Different populations of DANs are activated by USs of different valence; see Figure 1A of the accompanying paper (Aso et al., 2014) for summary (Riemensperger et al., 2005; Mao and Davis, 2009; Liu et al., 2012; Das et al., 2014). Genetic manipulation has also implicated specific subsets of MBONs in the mediation of learned appetitive and aversive behaviors (Sejourne et al., 2011; Pai et al., 2013; Placais et al., 2013; Aso et al., 2014). These experiments implicate the DANs as the source of the learning cue and the MBONs as the mediators of behavioral output.

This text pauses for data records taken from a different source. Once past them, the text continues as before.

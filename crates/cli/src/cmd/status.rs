//! Report HEAD and uncommitted changes.

use anyhow::Result;
use strata_core::Store;

use crate::output::ConsoleReporter;

pub fn run(reporter: &mut ConsoleReporter) -> Result<()> {
    let store = Store::discover()?;
    strata_core::ops::status(&store, reporter)?;
    Ok(())
}
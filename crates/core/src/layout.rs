//! On-disk layout of the control directory.
//!
//! ```text
//! <root>/.strata/
//!   HEAD                    branch:<name> | commit:<id>
//!   config.toml
//!   lock
//!   branches/<name>         <id>
//!   commit-meta/<id>        {"parent":...,"msg":...,"ts":...}
//!   commits/<id>.archive
//!   commits/<id>.snapstate
//!   tmp/                    in-flight captures, published via rename
//! ```

use std::fs;
use std::io::Write;
use std::path::{Path, PathBuf};

use crate::error::{Error, Result};
use crate::id::CommitId;
use crate::CONTROL_DIR;

/// Resolved paths for a tracked root and its control directory.
#[derive(Debug, Clone)]
pub struct StoreLayout {
    root: PathBuf,
    control: PathBuf,
}

impl StoreLayout {
    /// Create the control directory under `root`.
    ///
    /// Fails with [`Error::AlreadyTrackedRoot`] if it already exists.
    pub fn create(root: &Path) -> Result<Self> {
        let root = fs::canonicalize(root)?;
        let control = root.join(CONTROL_DIR);
        if control.exists() {
            return Err(Error::AlreadyTrackedRoot { path: root });
        }
        fs::create_dir(&control)?;
        let layout = Self { root, control };
        layout.ensure_subdirs()?;
        Ok(layout)
    }

    /// Locate an existing control directory, walking upward from `start`.
    ///
    /// Fails with [`Error::NotTrackedRoot`] when no ancestor holds one.
    pub fn locate(start: &Path) -> Result<Self> {
        let start = fs::canonicalize(start)?;
        let mut current = start.clone();
        loop {
            let control = current.join(CONTROL_DIR);
            if control.is_dir() {
                let layout = Self {
                    root: current,
                    control,
                };
                layout.ensure_subdirs()?;
                return Ok(layout);
            }
            match current.parent() {
                Some(parent) => current = parent.to_path_buf(),
                None => return Err(Error::NotTrackedRoot { path: start }),
            }
        }
    }

    /// Subdirectories are created on demand so a store survives partial
    /// manual cleanup.
    fn ensure_subdirs(&self) -> Result<()> {
        fs::create_dir_all(self.branches_dir())?;
        fs::create_dir_all(self.meta_dir())?;
        fs::create_dir_all(self.commits_dir())?;
        fs::create_dir_all(self.tmp_dir())?;
        Ok(())
    }

    /// Root of the tracked directory.
    pub fn root(&self) -> &Path {
        &self.root
    }

    /// The control directory itself.
    pub fn control_dir(&self) -> &Path {
        &self.control
    }

    pub fn head_file(&self) -> PathBuf {
        self.control.join("HEAD")
    }

    pub fn config_file(&self) -> PathBuf {
        self.control.join("config.toml")
    }

    pub fn lock_file(&self) -> PathBuf {
        self.control.join("lock")
    }

    pub fn branches_dir(&self) -> PathBuf {
        self.control.join("branches")
    }

    pub fn branch_file(&self, name: &str) -> PathBuf {
        self.branches_dir().join(name)
    }

    pub fn meta_dir(&self) -> PathBuf {
        self.control.join("commit-meta")
    }

    pub fn meta_file(&self, id: &CommitId) -> PathBuf {
        self.meta_dir().join(id.to_hex())
    }

    pub fn commits_dir(&self) -> PathBuf {
        self.control.join("commits")
    }

    pub fn archive_file(&self, id: &CommitId) -> PathBuf {
        self.commits_dir().join(format!("{}.archive", id.to_hex()))
    }

    pub fn snapstate_file(&self, id: &CommitId) -> PathBuf {
        self.commits_dir().join(format!("{}.snapstate", id.to_hex()))
    }

    pub fn tmp_dir(&self) -> PathBuf {
        self.control.join("tmp")
    }

    /// Unique scratch path for an in-flight capture output.
    pub fn scratch_path(&self, ext: &str) -> PathBuf {
        self.tmp_dir().join(format!("{}.{ext}", uuid::Uuid::new_v4()))
    }
}

/// Atomic write helper: write to a temp file, fsync, rename into place.
pub fn atomic_write(tmp_dir: &Path, target: &Path, data: &[u8]) -> std::io::Result<()> {
    fs::create_dir_all(tmp_dir)?;
    let temp_path = tmp_dir.join(format!("{}", uuid::Uuid::new_v4()));

    let mut temp_file = fs::File::create(&temp_path)?;
    temp_file.write_all(data)?;
    temp_file.sync_all()?;
    drop(temp_file);

    if let Some(parent) = target.parent() {
        fs::create_dir_all(parent)?;
    }
    fs::rename(&temp_path, target)?;

    // Fsync parent directory for durability; best effort.
    if let Some(parent) = target.parent() {
        if let Ok(dir) = fs::File::open(parent) {
            let _ = dir.sync_all();
        }
    }
    Ok(())
}
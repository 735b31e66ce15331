//! Turn a directory into a tracked root.

use anyhow::Result;

use crate::output::ConsoleReporter;

pub fn run(reporter: &mut ConsoleReporter) -> Result<()> {
    let root = strata_core::store::start_dir()?;
    strata_core::ops::init(&root, reporter)?;
    Ok(())
}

The elucidation of the connections between KCs, DANs, and MBONs should provide insight into a problem shared by invertebrate and vertebrate nervous systems: how is meaning imposed on an unstructured ensemble of neurons and how is imposed valence translated into an appropriate behavioral response?

In this study, we developed new genetic reagents and used them to identify the cell types and projections of the neurons comprising the MB lobes. These data provide insight into the potential connections in the MB and suggest how the MB may mediate learned behaviors. We found that the MB lobes are composed of ∼2200 neurons that include 7 KC, 21 MBON, and 20 DAN cell types. The MBONs of a given type exhibit spatially stereotyped dendritic arbors in the MB lobes that form 15 compartments that collectively tile the lobes. Each DAN cell type projects axons to one or at most two of the compartments defined by the MBONs. The alignment of DAN axons with compartmentalized KC–MBON synapses creates an isolated unit for learning that can transform the disordered KC representation into ordered MBON output. The MBON axons project to five discrete neuropils outside of the MB, providing loci for the convergence of all the information necessary for learned associative responses. The elucidation of the full complement of MB neurons and the details of their projections provide an anatomical substrate from which we can infer a functional logic of olfactory learning and memory.

Results

We designed a genetic approach to examine the architecture of the MB circuit and identified most, if not all, of the neurons innervating the MB lobes. We screened adult brains from 7000 GAL4 lines driven by known enhancers (Pfeiffer et al., 2008; Jenett et al., 2012) to identify lines containing neurons that innervate the MB lobes. These GAL4 drivers typically label many other neurons, making it difficult to disambiguate the projection patterns of the labeled MB neurons. We therefore identified lines with overlapping expression patterns for the MB neurons and used the split-GAL4 strategy (Luan et al., 2006; Pfeiffer et al., 2010) to identify lines with more restricted expression in the MB (Figure 2). After screening 2500 such intersections, we obtained more than 400 split-GAL4 combinations that had strong expression in the MB neurons. Most split-GAL4 lines that drive expression in MBONs or DANs contain a small number of neurons that share virtually identical morphologies and exhibit bilateral symmetry, and this profile is maintained across different individuals (Figure 2—figure supplements 3–6 and data not shown). The split-GAL4 lines that label the KC contain far greater cell numbers (75–600) (Figure 2—figure supplement 2). These split-GAL4 lines allowed us to classify the MB neurons into cell types (Figure 3 and Videos 2–4). We operationally define a cell type as a single neuron (per hemisphere) or a group of neurons that is not further subdivided in any of the 7000 GAL4 lines. Moreover, neurons within most cell types exhibit indistinguishable morphology. Importantly, we identified on average 12 GAL4 drivers that label the same cell type within the set of 7000 lines, indicating that the screen was near saturation in our large GAL4 collection.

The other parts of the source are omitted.